Segment Start: Source material

//! Block Manager - Intrusive Free List Within a Region
//!
//! Every block is a fixed-size header immediately followed by its payload,
//! laid out back-to-back inside a region's mapping. Blocks never reference
//! each other through pointers: `next`/`prev` are byte offsets from the
//! region's base address, and [`NONE`] stands in for a null link. This is
//! the one place in the crate that reaches for raw pointer casts over the
//! mapping's bytes; everything above this module only ever talks in terms
//! of offsets and region references.

use crate::config::{align_up, ALIGNMENT, MAGIC_NUMBER};
use crate::error::{AllocError, Result};
use crate::heap::region::Region;
use std::mem::size_of;

/// Sentinel meaning "no block" for a `next`/`prev` link.
const NONE: usize = usize::MAX;

/// On-disk (in-mapping) block header. `repr(C)` pins the layout so that
/// the header size used for arithmetic matches the header size actually
/// written to memory.
#[repr(C)]
struct BlockHeader {
    magic: u32,
    free: u32,
    size: usize,
    next: usize,
    prev: usize,
}

pub const BLOCK_HEADER_SIZE: usize = size_of::<BlockHeader>();

/// Smallest payload a split-off remainder block may have. Below this, a
/// split would produce a block too small to ever satisfy a real request,
/// so the surplus is left attached to the allocated block instead.
const MIN_SPLIT_PAYLOAD: usize = ALIGNMENT;

#[inline]
unsafe fn header_ptr(region: &mut Region, offset: usize) -> *mut BlockHeader {
    region.as_mut_ptr().add(offset) as *mut BlockHeader
}

#[inline]
unsafe fn check_magic(header: *const BlockHeader, offset: usize) -> Result<()> {
    if (*header).magic != MAGIC_NUMBER {
        return Err(AllocError::InvalidPointer { address: offset });
    }
    Ok(())
}

/// Offset of the payload belonging to the block header at `offset`.
pub fn payload_offset(offset: usize) -> usize {
    offset + BLOCK_HEADER_SIZE
}

/// Initialize the region's entire capacity as a single free block.
pub fn init_first_block(region: &mut Region, capacity: usize) {
    let payload = capacity - BLOCK_HEADER_SIZE;
    unsafe {
        let header = header_ptr(region, 0);
        header.write(BlockHeader {
            magic: MAGIC_NUMBER,
            free: 1,
            size: payload,
            next: NONE,
            prev: NONE,
        });
    }
    region.set_first_block_offset(0);
}

/// First-fit scan for a free block whose payload can hold `size` bytes.
/// Returns the offset of the block header, not the payload.
pub fn find_free(region: &mut Region, size: usize) -> Option<usize> {
    let mut cursor = region.first_block_offset();
    while cursor != NONE {
        let header = unsafe { header_ptr(region, cursor) };
        let (free, blk_size, next) = unsafe { ((*header).free != 0, (*header).size, (*header).next) };
        if free && blk_size >= size {
            return Some(cursor);
        }
        cursor = next;
    }
    None
}

/// Mark the block at `offset` in-use and, if the leftover space is large
/// enough to host another block, split it off as a new free block linked
/// in right after. Returns the (possibly narrowed) payload size actually
/// reserved for the caller.
pub fn allocate_at(region: &mut Region, offset: usize, requested: usize) -> usize {
    unsafe {
        let header = header_ptr(region, offset);
        let available = (*header).size;
        let surplus = available - requested;
        let split_threshold = align_up(BLOCK_HEADER_SIZE + MIN_SPLIT_PAYLOAD, ALIGNMENT);

        if surplus >= split_threshold {
            let new_offset = offset + BLOCK_HEADER_SIZE + requested;
            let new_payload = surplus - BLOCK_HEADER_SIZE;
            let old_next = (*header).next;

            let new_header = header_ptr(region, new_offset);
            new_header.write(BlockHeader {
                magic: MAGIC_NUMBER,
                free: 1,
                size: new_payload,
                next: old_next,
                prev: offset,
            });
            if old_next != NONE {
                (*header_ptr(region, old_next)).prev = new_offset;
            }

            (*header).next = new_offset;
            (*header).size = requested;
            region.add_free_bytes(-(BLOCK_HEADER_SIZE as isize));
        }

        (*header).free = 0;
        region.add_free_bytes(-((*header).size as isize));
        region.inc_used_blocks();
        (*header).size
    }
}

/// Mark the block at `offset` free and coalesce with an immediately
/// adjacent free neighbor on either side. Returns the offset of the
/// (possibly merged) free block.
pub fn free_at(region: &mut Region, offset: usize) -> Result<usize> {
    unsafe {
        let header = header_ptr(region, offset);
        check_magic(header, offset)?;
        if (*header).free != 0 {
            return Err(AllocError::Internal(format!(
                "double free at offset {offset:#x}"
            )));
        }
        (*header).free = 1;
        region.add_free_bytes((*header).size as isize);
        region.dec_used_blocks();
    }

    let merged = coalesce_forward(region, offset);
    Ok(coalesce_backward(region, merged))
}

fn coalesce_forward(region: &mut Region, offset: usize) -> usize {
    unsafe {
        let header = header_ptr(region, offset);
        let next = (*header).next;
        if next == NONE {
            return offset;
        }
        let next_header = header_ptr(region, next);
        if (*next_header).free == 0 {
            return offset;
        }

        let merged_size = (*header).size + BLOCK_HEADER_SIZE + (*next_header).size;
        let next_next = (*next_header).next;
        (*header).size = merged_size;
        (*header).next = next_next;
        if next_next != NONE {
            (*header_ptr(region, next_next)).prev = offset;
        }
        region.add_free_bytes(BLOCK_HEADER_SIZE as isize);
        offset
    }
}

fn coalesce_backward(region: &mut Region, offset: usize) -> usize {
    unsafe {
        let header = header_ptr(region, offset);
        let prev = (*header).prev;
        if prev == NONE {
            return offset;
        }
        let prev_header = header_ptr(region, prev);
        if (*prev_header).free == 0 {
            return offset;
        }

        let merged_size = (*prev_header).size + BLOCK_HEADER_SIZE + (*header).size;
        let next = (*header).next;
        (*prev_header).size = merged_size;
        (*prev_header).next = next;
        if next != NONE {
            (*header_ptr(region, next)).prev = prev;
        }
        region.add_free_bytes(BLOCK_HEADER_SIZE as isize);
        prev
    }
}

/// Offset of the block physically following `offset`, or `None` at the
/// end of the chain. Used only by the introspection dumpers, which walk
/// every block (free or in-use) rather than stopping at the first match.
pub fn next_offset(region: &mut Region, offset: usize) -> Option<usize> {
    let next = unsafe { (*header_ptr(region, offset)).next };
    if next == NONE {
        None
    } else {
        Some(next)
    }
}

/// Whether the block at `offset` is currently free. Callers are expected
/// to already know `offset` names a live header (e.g. from chain
/// traversal); this performs no magic-word validation.
pub fn is_free(region: &mut Region, offset: usize) -> bool {
    unsafe { (*header_ptr(region, offset)).free != 0 }
}

/// Payload size of the block at `offset`, free or in-use, with no magic
/// check. Used by the introspection dumpers during chain traversal.
pub fn block_size(region: &mut Region, offset: usize) -> usize {
    unsafe { (*header_ptr(region, offset)).size }
}

/// Validate `offset` as a live, in-use block header and return its
/// payload size.
pub fn payload_size(region: &mut Region, offset: usize) -> Result<usize> {
    unsafe {
        let header = header_ptr(region, offset);
        check_magic(header, offset)?;
        if (*header).free != 0 {
            return Err(AllocError::InvalidPointer { address: offset });
        }
        Ok((*header).size)
    }
}

/// Shrink the in-use block at `offset` to `new_size` in place, splitting
/// off the surplus as a new free block when there is enough of it.
/// `new_size` must be no larger than the block's current payload size.
pub fn shrink_in_place(region: &mut Region, offset: usize, new_size: usize) {
    unsafe {
        let header = header_ptr(region, offset);
        debug_assert!(new_size <= (*header).size);
        let surplus = (*header).size - new_size;
        let split_threshold = align_up(BLOCK_HEADER_SIZE + MIN_SPLIT_PAYLOAD, ALIGNMENT);
        if surplus < split_threshold {
            return;
        }

        let new_offset = offset + BLOCK_HEADER_SIZE + new_size;
        let new_payload = surplus - BLOCK_HEADER_SIZE;
        let old_next = (*header).next;

        let new_header = header_ptr(region, new_offset);
        new_header.write(BlockHeader {
            magic: MAGIC_NUMBER,
            free: 1,
            size: new_payload,
            next: old_next,
            prev: offset,
        });
        if old_next != NONE {
            (*header_ptr(region, old_next)).prev = new_offset;
        }

        (*header).next = new_offset;
        (*header).size = new_size;
        region.add_free_bytes(new_payload as isize);
    }

    coalesce_forward(region, {
        let header = unsafe { header_ptr(region, offset) };
        unsafe { (*header).next }
    });
}

/// Attempt to grow the in-use block at `offset` to `new_size` by absorbing
/// its immediate forward neighbor, provided that neighbor is free and the
/// combined payload is large enough. Splits off any surplus past
/// `new_size` just like [`allocate_at`]. Returns `false` (no state changed)
/// when the forward neighbor is absent, in-use, or too small.
pub fn try_grow_in_place(region: &mut Region, offset: usize, new_size: usize) -> bool {
    let next_payload = unsafe {
        let header = header_ptr(region, offset);
        let current = (*header).size;
        let next = (*header).next;
        if next == NONE {
            return false;
        }
        let next_header = header_ptr(region, next);
        if (*next_header).free == 0 {
            return false;
        }
        let available = current + BLOCK_HEADER_SIZE + (*next_header).size;
        if available < new_size {
            return false;
        }

        let next_payload = (*next_header).size;
        let next_next = (*next_header).next;
        (*header).size = available;
        (*header).next = next_next;
        if next_next != NONE {
            (*header_ptr(region, next_next)).prev = offset;
        }
        next_payload
    };
    region.add_free_bytes(-(next_payload as isize));
    shrink_in_place(region, offset, new_size);
    true
}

Segment End: Source material

■ Aim of the exercise
What number of lines in the records hold "traversal"? Reply with that number alone.

■ Result of the task
2